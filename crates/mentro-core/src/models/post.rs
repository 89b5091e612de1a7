use chrono::{DateTime, Utc};
use serde::{Deserialize, Deserializer, Serialize};
use serde_json::Value as JsonValue;

/// Media descriptor type
#[derive(Debug, Clone, Copy, PartialEq, Eq, Serialize, Deserialize)]
#[serde(rename_all = "lowercase")]
pub enum MediaKind {
    Image,
    Video,
    Pdf,
    Document,
    Emoji,
}

/// Value that the backend sends either as display text ("2.4 MB", "3:45") or as a number.
#[derive(Debug, Clone, PartialEq, Serialize, Deserialize)]
#[serde(untagged)]
pub enum Measure {
    Number(f64),
    Text(String),
}

/// One media item attached to a created post.
#[derive(Debug, Clone, PartialEq, Serialize, Deserialize)]
#[serde(rename_all = "camelCase")]
pub struct MediaDescriptor {
    #[serde(rename = "type")]
    pub kind: MediaKind,
    #[serde(default, skip_serializing_if = "Option::is_none")]
    pub url: Option<String>,
    #[serde(default, skip_serializing_if = "Option::is_none")]
    pub thumbnail: Option<String>,
    #[serde(default, skip_serializing_if = "Option::is_none")]
    pub title: Option<String>,
    #[serde(default, skip_serializing_if = "Option::is_none")]
    pub size: Option<Measure>,
    #[serde(default, skip_serializing_if = "Option::is_none")]
    pub duration: Option<Measure>,
    #[serde(default, skip_serializing_if = "Option::is_none")]
    pub page_count: Option<u32>,
    /// Emoji code, for `MediaKind::Emoji`
    #[serde(default, skip_serializing_if = "Option::is_none")]
    pub code: Option<String>,
    /// Position of an emoji within the content
    #[serde(default, skip_serializing_if = "Option::is_none")]
    pub position: Option<u32>,
}

/// Post author as embedded in a post record.
#[derive(Debug, Clone, Default, PartialEq, Serialize, Deserialize)]
#[serde(rename_all = "camelCase")]
pub struct Author {
    #[serde(default)]
    pub id: String,
    #[serde(default)]
    pub name: String,
    #[serde(default, skip_serializing_if = "Option::is_none")]
    pub avatar: Option<String>,
    #[serde(default, skip_serializing_if = "Option::is_none")]
    pub role: Option<String>,
}

/// Likes and comments arrive either as plain counts or as the full item lists.
#[derive(Debug, Clone, PartialEq, Serialize, Deserialize)]
#[serde(untagged)]
pub enum Counter {
    Count(u64),
    Items(Vec<JsonValue>),
}

impl Counter {
    pub fn count(&self) -> u64 {
        match self {
            Counter::Count(n) => *n,
            Counter::Items(items) => items.len() as u64,
        }
    }
}

impl Default for Counter {
    fn default() -> Self {
        Counter::Count(0)
    }
}

/// Post record assigned by the server once a submission completes.
///
/// Ids and timestamps are accepted as strings or numbers and kept as text.
#[derive(Debug, Clone, Default, PartialEq, Serialize, Deserialize)]
#[serde(rename_all = "camelCase")]
pub struct Post {
    #[serde(default, deserialize_with = "string_or_number")]
    pub id: String,
    #[serde(default)]
    pub author: Author,
    #[serde(default)]
    pub content: String,
    #[serde(default)]
    pub media: Vec<MediaDescriptor>,
    #[serde(default)]
    pub likes: Counter,
    #[serde(default)]
    pub comments: Counter,
    #[serde(default, deserialize_with = "string_or_number")]
    pub timestamp: String,
    #[serde(default)]
    pub tags: Vec<String>,
}

impl Post {
    /// Map the `post` object of a completion record. Never fails: a payload that does
    /// not fit the record shape is logged and reduced to the id it carries.
    pub fn from_wire(value: &JsonValue) -> Self {
        match Post::deserialize(value) {
            Ok(post) => post,
            Err(err) => {
                tracing::warn!(error = %err, "Created post has an unexpected shape");
                Post {
                    id: value.get("id").map(json_text).unwrap_or_default(),
                    ..Post::default()
                }
            }
        }
    }

    /// Timestamp as UTC, from an RFC 3339 value or epoch milliseconds.
    pub fn timestamp_utc(&self) -> Option<DateTime<Utc>> {
        if let Ok(dt) = DateTime::parse_from_rfc3339(&self.timestamp) {
            return Some(dt.with_timezone(&Utc));
        }
        self.timestamp
            .parse::<i64>()
            .ok()
            .and_then(DateTime::<Utc>::from_timestamp_millis)
    }
}

fn json_text(value: &JsonValue) -> String {
    match value {
        JsonValue::String(s) => s.clone(),
        JsonValue::Number(n) => n.to_string(),
        _ => String::new(),
    }
}

fn string_or_number<'de, D>(deserializer: D) -> Result<String, D::Error>
where
    D: Deserializer<'de>,
{
    match JsonValue::deserialize(deserializer)? {
        JsonValue::String(s) => Ok(s),
        JsonValue::Number(n) => Ok(n.to_string()),
        JsonValue::Null => Ok(String::new()),
        other => Err(serde::de::Error::custom(format!(
            "expected string or number, got {}",
            other
        ))),
    }
}
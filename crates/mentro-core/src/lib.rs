//! Mentro Core Library
//!
//! This crate provides the domain models, error types, configuration and validation
//! shared by the post composer, the API client and the CLI.

pub mod config;
pub mod error;
pub mod models;
pub mod validation;

// Re-export commonly used types
pub use config::{ClientConfig, UploadLimits};
pub use error::{ComposeError, ErrorMetadata, LogLevel};
use serde::{Deserialize, Serialize};

/// A single task line on a page. Ids are millisecond creation timestamps,
/// unique within their page but not across pages.
#[derive(Debug, Clone, PartialEq, Eq, Serialize, Deserialize)]
pub struct Task {
    pub id: i64,
    pub text: String,
    pub done: bool,
}

/// Which list on a page an operation targets.
#[derive(Debug, Clone, Copy, PartialEq, Eq)]
pub enum ListSelector {
    Shared,
    Personal,
}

- **Aim of the exercise**
Retype every entry word for word.

- **Exercise solution**
filename crates/mentro-core/src/models/post.rs
repository 89b5091e612de1a7
use chrono::{DateTime, Utc};
use serde::{Deserialize, Deserializer, Serialize};
use serde_json::Value as JsonValue;

/// Media descriptor type
#[derive(Debug, Clone, Copy, PartialEq, Eq, Serialize, Deserialize)]
#[serde(rename_all = "lowercase")]
pub enum MediaKind {
    Image,
    Video,
    Pdf,
    Document,
    Emoji,
}

/// Value that the backend sends either as display text ("2.4 MB", "3:45") or as a number.
#[derive(Debug, Clone, PartialEq, Serialize, Deserialize)]
#[serde(untagged)]
pub enum Measure {
    Number(f64),
    Text(String),
}

/// One media item attached to a created post.
#[derive(Debug, Clone, PartialEq, Serialize, Deserialize)]
#[serde(rename_all = "camelCase")]
pub struct MediaDescriptor {
    #[serde(rename = "type")]
    pub kind: MediaKind,
    #[serde(default, skip_serializing_if = "Option::is_none")]
    pub url: Option<String>,
    #[serde(default, skip_serializing_if = "Option::is_none")]
    pub thumbnail: Option<String>,
    #[serde(default, skip_serializing_if = "Option::is_none")]
    pub title: Option<String>,
    #[serde(default, skip_serializing_if = "Option::is_none")]
    pub size: Option<Measure>,
    #[serde(default, skip_serializing_if = "Option::is_none")]
    pub duration: Option<Measure>,
    #[serde(default, skip_serializing_if = "Option::is_none")]
    pub page_count: Option<u32>,
    /// Emoji code, for `MediaKind::Emoji`
    #[serde(default, skip_serializing_if = "Option::is_none")]
    pub code: Option<String>,
    /// Position of an emoji within the content
    #[serde(default, skip_serializing_if = "Option::is_none")]
    pub position: Option<u32>,
}

/// Post author as embedded in a post record.
#[derive(Debug, Clone, Default, PartialEq, Serialize, Deserialize)]
#[serde(rename_all = "camelCase")]
pub struct Author {
    #[serde(default)]
    pub id: String,
    #[serde(default)]
    pub name: String,
    #[serde(default, skip_serializing_if = "Option::is_none")]
    pub avatar: Option<String>,
    #[serde(default, skip_serializing_if = "Option::is_none")]
    pub role: Option<String>,
}

/// Likes and comments arrive either as plain counts or as the full item lists.
#[derive(Debug, Clone, PartialEq, Serialize, Deserialize)]
#[serde(untagged)]
pub enum Counter {
    Count(u64),
    Items(Vec<JsonValue>),
}

impl Counter {
    pub fn count(&self) -> u64 {
        match self {
            Counter::Count(n) => *n,
            Counter::Items(items) => items.len() as u64,
        }
    }
}

impl Default for Counter {
    fn default() -> Self {
        Counter::Count(0)
    }
}

/// Post record assigned by the server once a submission completes.
///
/// Ids and timestamps are accepted as strings or numbers and kept as text.
#[derive(Debug, Clone, Default, PartialEq, Serialize, Deserialize)]
#[serde(rename_all = "camelCase")]
pub struct Post {
    #[serde(default, deserialize_with = "string_or_number")]
    pub id: String,
    #[serde(default)]
    pub author: Author,
    #[serde(default)]
    pub content: String,
    #[serde(default)]
    pub media: Vec<MediaDescriptor>,
    #[serde(default)]
    pub likes: Counter,
    #[serde(default)]
    pub comments: Counter,
    #[serde(default, deserialize_with = "string_or_number")]
    pub timestamp: String,
    #[serde(default)]
    pub tags: Vec<String>,
}

impl Post {
    /// Map the `post` object of a completion record. Never fails: a payload that does
    /// not fit the record shape is logged and reduced to the id it carries.
    pub fn from_wire(value: &JsonValue) -> Self {
        match Post::deserialize(value) {
            Ok(post) => post,
            Err(err) => {
                tracing::warn!(error = %err, "Created post has an unexpected shape");
                Post {
                    id: value.get("id").map(json_text).unwrap_or_default(),
                    ..Post::default()
                }
            }
        }
    }

    /// Timestamp as UTC, from an RFC 3339 value or epoch milliseconds.
    pub fn timestamp_utc(&self) -> Option<DateTime<Utc>> {
        if let Ok(dt) = DateTime::parse_from_rfc3339(&self.timestamp) {
            return Some(dt.with_timezone(&Utc));
        }
        self.timestamp
            .parse::<i64>()
            .ok()
            .and_then(DateTime::<Utc>::from_timestamp_millis)
    }
}

fn json_text(value: &JsonValue) -> String {
    match value {
        JsonValue::String(s) => s.clone(),
        JsonValue::Number(n) => n.to_string(),
        _ => String::new(),
    }
}

fn string_or_number<'de, D>(deserializer: D) -> Result<String, D::Error>
where
    D: Deserializer<'de>,
{
    match JsonValue::deserialize(deserializer)? {
        JsonValue::String(s) => Ok(s),
        JsonValue::Number(n) => Ok(n.to_string()),
        JsonValue::Null => Ok(String::new()),
        other => Err(serde::de::Error::custom(format!(
            "expected string or number, got {}",
            other
        ))),
    }
}
filename crates/mentro-core/src/lib.rs
//! Mentro Core Library
//!
//! This crate provides the domain models, error types, configuration and validation
//! shared by the post composer, the API client and the CLI.

pub mod config;
pub mod error;
pub mod models;
pub mod validation;

// Re-export commonly used types
pub use config::{ClientConfig, UploadLimits};
pub use error::{ComposeError, ErrorMetadata, LogLevel};
use serde::{Deserialize, Serialize};

/// A single task line on a page. Ids are millisecond creation timestamps,
/// unique within their page but not across pages.
#[derive(Debug, Clone, PartialEq, Eq, Serialize, Deserialize)]
pub struct Task {
    pub id: i64,
    pub text: String,
    pub done: bool,
}

/// Which list on a page an operation targets.
#[derive(Debug, Clone, Copy, PartialEq, Eq)]
pub enum ListSelector {
    Shared,
    Personal,
}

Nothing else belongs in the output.